(Stored data entries)
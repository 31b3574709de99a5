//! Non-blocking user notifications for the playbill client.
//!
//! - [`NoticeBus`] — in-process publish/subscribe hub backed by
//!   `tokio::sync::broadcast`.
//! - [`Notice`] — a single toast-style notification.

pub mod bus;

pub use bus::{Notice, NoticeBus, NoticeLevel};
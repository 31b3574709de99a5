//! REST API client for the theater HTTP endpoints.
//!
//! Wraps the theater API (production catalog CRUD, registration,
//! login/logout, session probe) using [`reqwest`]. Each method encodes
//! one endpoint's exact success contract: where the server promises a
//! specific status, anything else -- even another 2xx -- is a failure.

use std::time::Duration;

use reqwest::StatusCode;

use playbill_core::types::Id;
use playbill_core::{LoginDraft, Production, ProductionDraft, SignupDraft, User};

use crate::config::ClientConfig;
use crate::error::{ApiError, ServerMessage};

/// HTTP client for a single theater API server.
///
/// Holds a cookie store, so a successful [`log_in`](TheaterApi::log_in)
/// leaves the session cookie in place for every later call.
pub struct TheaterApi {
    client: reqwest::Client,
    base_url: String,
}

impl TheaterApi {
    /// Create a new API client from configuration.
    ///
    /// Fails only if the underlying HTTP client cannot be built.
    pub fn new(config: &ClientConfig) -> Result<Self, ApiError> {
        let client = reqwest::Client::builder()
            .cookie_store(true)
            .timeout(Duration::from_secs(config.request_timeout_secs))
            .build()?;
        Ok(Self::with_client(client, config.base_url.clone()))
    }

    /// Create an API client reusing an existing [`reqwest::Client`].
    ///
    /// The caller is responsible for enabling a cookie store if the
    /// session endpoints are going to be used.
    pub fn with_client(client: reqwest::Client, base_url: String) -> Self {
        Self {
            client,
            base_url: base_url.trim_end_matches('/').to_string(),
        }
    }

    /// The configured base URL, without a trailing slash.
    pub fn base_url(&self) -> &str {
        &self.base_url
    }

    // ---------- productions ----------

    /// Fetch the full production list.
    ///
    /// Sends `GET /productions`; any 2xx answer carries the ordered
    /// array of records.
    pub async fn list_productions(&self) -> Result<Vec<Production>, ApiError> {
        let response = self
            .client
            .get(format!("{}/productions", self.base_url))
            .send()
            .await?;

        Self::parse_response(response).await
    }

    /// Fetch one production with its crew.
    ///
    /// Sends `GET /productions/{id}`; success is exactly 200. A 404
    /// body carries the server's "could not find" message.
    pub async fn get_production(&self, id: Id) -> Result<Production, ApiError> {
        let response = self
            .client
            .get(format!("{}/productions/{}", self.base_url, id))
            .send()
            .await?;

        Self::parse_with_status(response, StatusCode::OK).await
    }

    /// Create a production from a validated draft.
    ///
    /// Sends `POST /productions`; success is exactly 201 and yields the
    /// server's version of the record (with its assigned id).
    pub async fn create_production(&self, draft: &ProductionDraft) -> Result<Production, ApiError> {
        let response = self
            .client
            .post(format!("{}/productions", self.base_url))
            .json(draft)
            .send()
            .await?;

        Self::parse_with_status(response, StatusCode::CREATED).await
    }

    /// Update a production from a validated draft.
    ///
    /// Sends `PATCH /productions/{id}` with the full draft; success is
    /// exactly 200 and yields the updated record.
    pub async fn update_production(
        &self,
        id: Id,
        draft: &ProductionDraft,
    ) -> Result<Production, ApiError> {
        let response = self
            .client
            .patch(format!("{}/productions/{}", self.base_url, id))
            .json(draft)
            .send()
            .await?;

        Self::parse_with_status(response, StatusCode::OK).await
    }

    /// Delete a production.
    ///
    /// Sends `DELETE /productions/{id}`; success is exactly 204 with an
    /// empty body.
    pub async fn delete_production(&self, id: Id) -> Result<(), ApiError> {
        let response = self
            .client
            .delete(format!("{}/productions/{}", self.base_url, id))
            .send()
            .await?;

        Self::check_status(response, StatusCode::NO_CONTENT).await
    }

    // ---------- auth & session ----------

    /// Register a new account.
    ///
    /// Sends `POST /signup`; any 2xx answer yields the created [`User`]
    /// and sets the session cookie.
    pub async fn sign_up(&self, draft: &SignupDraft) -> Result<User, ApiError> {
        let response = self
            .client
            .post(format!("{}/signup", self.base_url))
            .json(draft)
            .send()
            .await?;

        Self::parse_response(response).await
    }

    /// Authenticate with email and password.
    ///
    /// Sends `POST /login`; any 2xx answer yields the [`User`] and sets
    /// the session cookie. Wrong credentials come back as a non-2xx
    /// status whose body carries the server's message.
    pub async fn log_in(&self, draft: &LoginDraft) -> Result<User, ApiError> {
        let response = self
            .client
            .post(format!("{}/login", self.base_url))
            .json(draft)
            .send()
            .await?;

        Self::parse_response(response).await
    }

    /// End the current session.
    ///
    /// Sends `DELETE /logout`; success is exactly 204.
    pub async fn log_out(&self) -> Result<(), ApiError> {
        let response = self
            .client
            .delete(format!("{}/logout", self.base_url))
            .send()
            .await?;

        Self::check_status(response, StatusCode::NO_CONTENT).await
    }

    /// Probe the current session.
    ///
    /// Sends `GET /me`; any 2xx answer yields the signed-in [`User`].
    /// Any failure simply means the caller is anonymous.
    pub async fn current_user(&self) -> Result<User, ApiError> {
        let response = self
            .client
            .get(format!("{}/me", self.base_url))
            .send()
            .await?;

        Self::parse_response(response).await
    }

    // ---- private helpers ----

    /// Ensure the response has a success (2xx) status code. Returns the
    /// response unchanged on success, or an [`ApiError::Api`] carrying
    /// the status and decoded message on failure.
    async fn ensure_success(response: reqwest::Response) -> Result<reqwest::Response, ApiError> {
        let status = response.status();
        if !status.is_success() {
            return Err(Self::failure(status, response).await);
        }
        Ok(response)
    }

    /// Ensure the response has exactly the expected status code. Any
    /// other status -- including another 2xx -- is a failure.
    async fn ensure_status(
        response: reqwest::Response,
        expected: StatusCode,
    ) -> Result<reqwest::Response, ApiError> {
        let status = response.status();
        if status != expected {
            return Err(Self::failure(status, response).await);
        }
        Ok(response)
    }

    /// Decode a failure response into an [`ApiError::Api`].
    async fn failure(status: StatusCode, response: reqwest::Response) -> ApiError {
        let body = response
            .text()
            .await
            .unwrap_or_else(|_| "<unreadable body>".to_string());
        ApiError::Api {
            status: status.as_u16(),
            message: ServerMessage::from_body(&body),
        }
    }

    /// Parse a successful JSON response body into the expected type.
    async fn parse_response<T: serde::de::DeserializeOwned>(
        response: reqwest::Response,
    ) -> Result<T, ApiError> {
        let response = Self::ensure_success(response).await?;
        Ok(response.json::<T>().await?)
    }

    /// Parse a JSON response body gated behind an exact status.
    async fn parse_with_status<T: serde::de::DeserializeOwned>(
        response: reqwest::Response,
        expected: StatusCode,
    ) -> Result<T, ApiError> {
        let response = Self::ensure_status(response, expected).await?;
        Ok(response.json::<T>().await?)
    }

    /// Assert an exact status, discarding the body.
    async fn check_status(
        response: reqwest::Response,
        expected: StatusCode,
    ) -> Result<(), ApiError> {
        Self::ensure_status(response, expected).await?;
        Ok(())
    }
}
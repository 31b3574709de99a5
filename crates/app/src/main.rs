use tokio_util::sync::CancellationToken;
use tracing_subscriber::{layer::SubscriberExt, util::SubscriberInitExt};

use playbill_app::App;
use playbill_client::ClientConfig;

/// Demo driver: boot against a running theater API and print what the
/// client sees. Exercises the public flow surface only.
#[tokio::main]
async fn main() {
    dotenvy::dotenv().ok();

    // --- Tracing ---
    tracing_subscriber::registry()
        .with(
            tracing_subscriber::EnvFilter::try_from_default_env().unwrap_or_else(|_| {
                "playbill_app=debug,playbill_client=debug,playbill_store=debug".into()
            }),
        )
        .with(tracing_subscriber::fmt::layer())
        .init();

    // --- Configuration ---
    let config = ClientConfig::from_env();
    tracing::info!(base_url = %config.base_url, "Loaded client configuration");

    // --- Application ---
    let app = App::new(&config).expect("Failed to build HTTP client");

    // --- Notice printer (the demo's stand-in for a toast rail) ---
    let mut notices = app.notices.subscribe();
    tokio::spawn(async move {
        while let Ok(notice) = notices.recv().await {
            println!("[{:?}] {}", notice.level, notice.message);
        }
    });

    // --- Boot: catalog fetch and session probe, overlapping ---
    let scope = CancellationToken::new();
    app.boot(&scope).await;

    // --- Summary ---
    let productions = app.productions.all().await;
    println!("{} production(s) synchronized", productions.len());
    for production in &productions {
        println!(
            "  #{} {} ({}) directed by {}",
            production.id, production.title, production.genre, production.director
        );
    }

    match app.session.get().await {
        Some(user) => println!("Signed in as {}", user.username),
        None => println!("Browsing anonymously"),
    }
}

* * *

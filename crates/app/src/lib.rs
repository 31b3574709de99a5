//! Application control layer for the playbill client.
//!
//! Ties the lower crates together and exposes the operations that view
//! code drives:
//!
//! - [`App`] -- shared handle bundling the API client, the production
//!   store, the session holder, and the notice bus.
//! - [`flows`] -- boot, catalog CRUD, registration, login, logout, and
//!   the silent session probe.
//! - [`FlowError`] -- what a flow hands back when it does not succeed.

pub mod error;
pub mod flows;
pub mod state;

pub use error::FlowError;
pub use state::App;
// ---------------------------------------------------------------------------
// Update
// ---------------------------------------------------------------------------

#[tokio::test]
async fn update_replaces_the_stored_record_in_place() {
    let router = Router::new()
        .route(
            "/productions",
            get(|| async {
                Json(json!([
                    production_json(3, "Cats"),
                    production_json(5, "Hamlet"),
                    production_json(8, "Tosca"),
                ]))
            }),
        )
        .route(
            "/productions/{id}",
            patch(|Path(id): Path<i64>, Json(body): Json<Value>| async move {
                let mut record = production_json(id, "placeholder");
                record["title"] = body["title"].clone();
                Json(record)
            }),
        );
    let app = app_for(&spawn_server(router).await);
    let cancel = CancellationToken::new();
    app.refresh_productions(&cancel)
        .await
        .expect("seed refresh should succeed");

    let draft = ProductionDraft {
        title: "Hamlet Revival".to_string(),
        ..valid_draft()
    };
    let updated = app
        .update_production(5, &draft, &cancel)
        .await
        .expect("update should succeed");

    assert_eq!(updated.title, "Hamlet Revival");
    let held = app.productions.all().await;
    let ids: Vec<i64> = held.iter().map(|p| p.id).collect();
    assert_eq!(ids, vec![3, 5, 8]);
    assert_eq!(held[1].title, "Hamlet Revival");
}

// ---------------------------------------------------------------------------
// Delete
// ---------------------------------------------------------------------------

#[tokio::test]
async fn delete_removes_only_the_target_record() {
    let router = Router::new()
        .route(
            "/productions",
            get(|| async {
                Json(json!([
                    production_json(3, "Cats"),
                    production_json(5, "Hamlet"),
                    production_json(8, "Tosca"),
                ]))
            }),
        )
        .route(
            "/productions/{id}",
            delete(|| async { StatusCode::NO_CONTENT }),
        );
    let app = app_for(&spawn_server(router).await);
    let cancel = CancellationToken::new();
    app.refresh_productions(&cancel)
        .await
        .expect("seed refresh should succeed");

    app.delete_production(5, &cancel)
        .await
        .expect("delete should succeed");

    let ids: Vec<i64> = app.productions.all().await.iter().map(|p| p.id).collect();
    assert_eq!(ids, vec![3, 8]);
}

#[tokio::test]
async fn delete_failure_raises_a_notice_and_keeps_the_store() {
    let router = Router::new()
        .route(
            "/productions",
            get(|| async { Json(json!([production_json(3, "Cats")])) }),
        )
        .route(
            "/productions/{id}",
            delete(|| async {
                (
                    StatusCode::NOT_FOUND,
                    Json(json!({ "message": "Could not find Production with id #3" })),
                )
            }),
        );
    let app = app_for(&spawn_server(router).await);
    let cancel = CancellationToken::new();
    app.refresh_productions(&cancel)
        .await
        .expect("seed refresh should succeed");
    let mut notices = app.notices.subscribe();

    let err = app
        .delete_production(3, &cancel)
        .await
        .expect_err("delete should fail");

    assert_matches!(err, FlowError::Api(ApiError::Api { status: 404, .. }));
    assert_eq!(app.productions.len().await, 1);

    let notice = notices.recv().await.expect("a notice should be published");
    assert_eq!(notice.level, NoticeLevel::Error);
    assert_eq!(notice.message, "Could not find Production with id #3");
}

...

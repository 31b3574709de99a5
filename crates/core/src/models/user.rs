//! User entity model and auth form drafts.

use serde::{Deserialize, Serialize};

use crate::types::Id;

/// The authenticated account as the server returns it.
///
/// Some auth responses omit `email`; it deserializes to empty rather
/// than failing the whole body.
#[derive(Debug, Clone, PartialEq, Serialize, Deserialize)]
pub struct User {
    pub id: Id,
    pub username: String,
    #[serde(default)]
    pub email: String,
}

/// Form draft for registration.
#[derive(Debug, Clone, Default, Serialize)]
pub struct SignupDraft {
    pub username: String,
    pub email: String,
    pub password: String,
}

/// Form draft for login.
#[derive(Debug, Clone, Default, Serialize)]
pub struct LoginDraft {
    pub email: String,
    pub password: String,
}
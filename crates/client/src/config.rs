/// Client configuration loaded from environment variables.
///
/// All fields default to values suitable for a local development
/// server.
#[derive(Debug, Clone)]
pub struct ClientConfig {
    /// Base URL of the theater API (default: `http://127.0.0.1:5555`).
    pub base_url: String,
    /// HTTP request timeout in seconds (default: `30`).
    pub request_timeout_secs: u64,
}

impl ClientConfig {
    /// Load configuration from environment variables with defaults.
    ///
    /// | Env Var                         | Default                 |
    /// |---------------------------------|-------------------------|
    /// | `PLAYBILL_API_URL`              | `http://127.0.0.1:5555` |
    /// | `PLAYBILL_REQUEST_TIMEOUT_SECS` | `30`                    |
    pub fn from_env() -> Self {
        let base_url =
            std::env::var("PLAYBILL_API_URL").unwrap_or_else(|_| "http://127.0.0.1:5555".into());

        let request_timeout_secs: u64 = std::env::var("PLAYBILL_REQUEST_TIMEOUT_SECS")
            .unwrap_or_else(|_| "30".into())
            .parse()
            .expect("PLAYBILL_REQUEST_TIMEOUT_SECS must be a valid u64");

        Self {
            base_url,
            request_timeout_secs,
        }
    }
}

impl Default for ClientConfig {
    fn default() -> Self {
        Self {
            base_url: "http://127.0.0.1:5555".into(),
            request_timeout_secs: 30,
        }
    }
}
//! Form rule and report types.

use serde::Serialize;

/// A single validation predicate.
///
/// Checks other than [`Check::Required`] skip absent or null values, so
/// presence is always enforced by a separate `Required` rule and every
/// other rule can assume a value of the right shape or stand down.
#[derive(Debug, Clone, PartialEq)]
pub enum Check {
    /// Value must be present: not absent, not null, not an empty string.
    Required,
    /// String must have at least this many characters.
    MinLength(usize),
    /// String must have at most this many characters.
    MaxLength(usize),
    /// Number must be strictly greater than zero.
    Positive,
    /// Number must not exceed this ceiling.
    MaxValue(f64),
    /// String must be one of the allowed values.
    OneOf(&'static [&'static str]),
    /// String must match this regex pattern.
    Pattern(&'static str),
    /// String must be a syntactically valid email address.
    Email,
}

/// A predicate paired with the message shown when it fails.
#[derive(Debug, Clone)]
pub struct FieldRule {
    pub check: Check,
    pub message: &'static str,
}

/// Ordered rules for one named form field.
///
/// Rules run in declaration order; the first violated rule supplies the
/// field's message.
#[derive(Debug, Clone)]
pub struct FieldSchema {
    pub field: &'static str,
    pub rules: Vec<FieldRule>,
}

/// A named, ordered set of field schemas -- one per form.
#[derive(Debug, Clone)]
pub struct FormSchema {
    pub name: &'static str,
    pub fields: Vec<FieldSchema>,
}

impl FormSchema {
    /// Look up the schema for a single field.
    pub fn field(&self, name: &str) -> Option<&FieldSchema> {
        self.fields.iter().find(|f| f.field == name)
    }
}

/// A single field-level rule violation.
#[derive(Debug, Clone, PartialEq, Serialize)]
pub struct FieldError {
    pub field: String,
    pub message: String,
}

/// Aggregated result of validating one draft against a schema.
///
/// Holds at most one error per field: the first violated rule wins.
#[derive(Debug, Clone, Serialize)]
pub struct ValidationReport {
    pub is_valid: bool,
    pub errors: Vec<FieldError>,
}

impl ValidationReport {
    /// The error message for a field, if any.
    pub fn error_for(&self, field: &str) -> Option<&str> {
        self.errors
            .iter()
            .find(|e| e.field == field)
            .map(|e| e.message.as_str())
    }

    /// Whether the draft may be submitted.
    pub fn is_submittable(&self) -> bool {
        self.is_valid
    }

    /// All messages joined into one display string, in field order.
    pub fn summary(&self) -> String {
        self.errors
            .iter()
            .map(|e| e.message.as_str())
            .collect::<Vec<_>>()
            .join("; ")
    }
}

▸ YOUR OBJECTIVE:
State the number of lines above that hold the word "ClientConfig", and say nothing else.

▸ SOLUTION TO THIS EXERCISE:
7